Information about itching was obtained in two ways. First, during initial open-ended interviewing, participants were asked how they had been feeling since the last visit of the team. Spontaneous responses were recorded. Follow-up probes were then made asking specifically about itching and other conditions as described below. Responses to the open-ended question were coded as: 0 – not mentioned; 1 – mentioned; 2 – mentioned with emphasis. Responses to the follow-up probe were coded as: 0 – no itching; 1 – present; 2 – troublesome; 3 – severe. An itching score was constructed by multiplying the code for the initial open-ended response by two (i.e. giving it more weight) and adding it to the coded response for the follow-up probe. Secondly, severe itching was defined as mentioning itching with emphasis to the open-ended question or indicating that itching was either troublesome or severe during the follow-up probe.

During the first visit the recruited participants were randomly allocated to four treatment arms: ivermectin given at 3-month, 6-month, and 12-month intervals as well as a placebo group. Each arm was given a letter code, the corresponding regimen of which was not revealed to the researchers until the end of the final data analysis workshop. At subsequent visits each subject was given doses appropriate to their treatment arm. Allocation of subjects to treatment arm was stratified by their main type of skin lesions (APOD, CPOD, LOD, Depigmentation, or None) to ensure equal distribution of the various lesions in the four treatment arms. The manufacturer provided ivermectin and placebo in identical white capsules. Those that contained ivermectin were equivalent to half of the standard ivermectin tablet.

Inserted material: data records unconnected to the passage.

//! # HTTP Server Module
//!
//! The bot's small web surface: `GET /` answers `hi`, every other path is
//! looked up in the static asset directory.

use anyhow::{Context, Result};
use axum::routing::get;
use axum::Router;
use std::net::SocketAddr;
use std::path::Path;
use tokio::net::TcpListener;
use tower_http::{
    cors::CorsLayer,
    services::ServeDir,
    trace::{DefaultMakeSpan, DefaultOnResponse, TraceLayer},
};
use tracing::{info, Level};

async fn index() -> &'static str {
    "hi"
}

/// Build the router with the index route, static assets, CORS and request logging
pub fn create_app(static_dir: &Path) -> Router {
    let trace_layer = TraceLayer::new_for_http()
        .make_span_with(DefaultMakeSpan::default().level(Level::INFO))
        .on_response(DefaultOnResponse::new().level(Level::INFO));

    Router::new()
        .route("/", get(index))
        .fallback_service(ServeDir::new(static_dir))
        .layer(trace_layer)
        .layer(CorsLayer::permissive())
}

/// Bind the HTTP listener. Bind failures surface at startup.
pub async fn bind(addr: SocketAddr) -> Result<TcpListener> {
    TcpListener::bind(addr)
        .await
        .with_context(|| format!("Failed to bind HTTP listener to {}", addr))
}

/// Serve `app` on `listener` until the task is dropped or the server fails
pub async fn serve(listener: TcpListener, app: Router) -> Result<()> {
    let addr = listener.local_addr().context("HTTP listener has no local address")?;
    info!(%addr, "HTTP server listening");
    axum::serve(listener, app).await.context("HTTP server failed")
}
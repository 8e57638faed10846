//! # Hungrybot
//!
//! A Telegram bot that greets people and recommends restaurants through the
//! Yelp Fusion search API, served next to a tiny HTTP site.

pub mod bot;
pub mod config;
pub mod dialogue;
pub mod localization;
pub mod search;
pub mod server;
//! Bot module for handling Telegram interactions
//!
//! This module is split into several submodules:
//! - `context`: Classifies incoming messages by how they address the bot
//! - `triggers`: Keyword matching for the greeting and the food dialogue
//! - `message_handler`: Routes messages to the greeting or the dialogue
//! - `transport`: Sends replies and looks up users
//! - `ui_builder`: Composes replies and formats them for Telegram

pub mod context;
pub mod message_handler;
pub mod transport;
pub mod triggers;
pub mod ui_builder;

// Re-export main handler types for use in main.rs
pub use context::{BotIdentity, IncomingMessage, MessageContext};
pub use message_handler::{message_handler, FoodBot};
pub use transport::{Attachment, ChatTransport, Reply, TelegramTransport, UserInfo};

At 3-month intervals, five follow-up visits to the study communities were conducted by the teams to conduct interviews on the participants, perceived health condition, to repeat the clinical examinations and to distribute the capsules. Data were entered at each site using standard EPI INFO computer programmes and later cleaned, combined and analysed using the SPSS statistical package at a workshop in Ghana. The Pearson χ 2-test was used to test the significance of differences in prevalences and anova to test the difference in scores. To test the significance of differences between treatment groups in the reduction in prevalence and scores after treatment, as reported in Tables 3 and 5, the difference in score between the post-treatment and pretreatment score was calculated for each individual (for prevalence data a score of 0 for negative and 1 for positive was used). anova was applied to these individual score differences to test the statistical significance of differences between groups.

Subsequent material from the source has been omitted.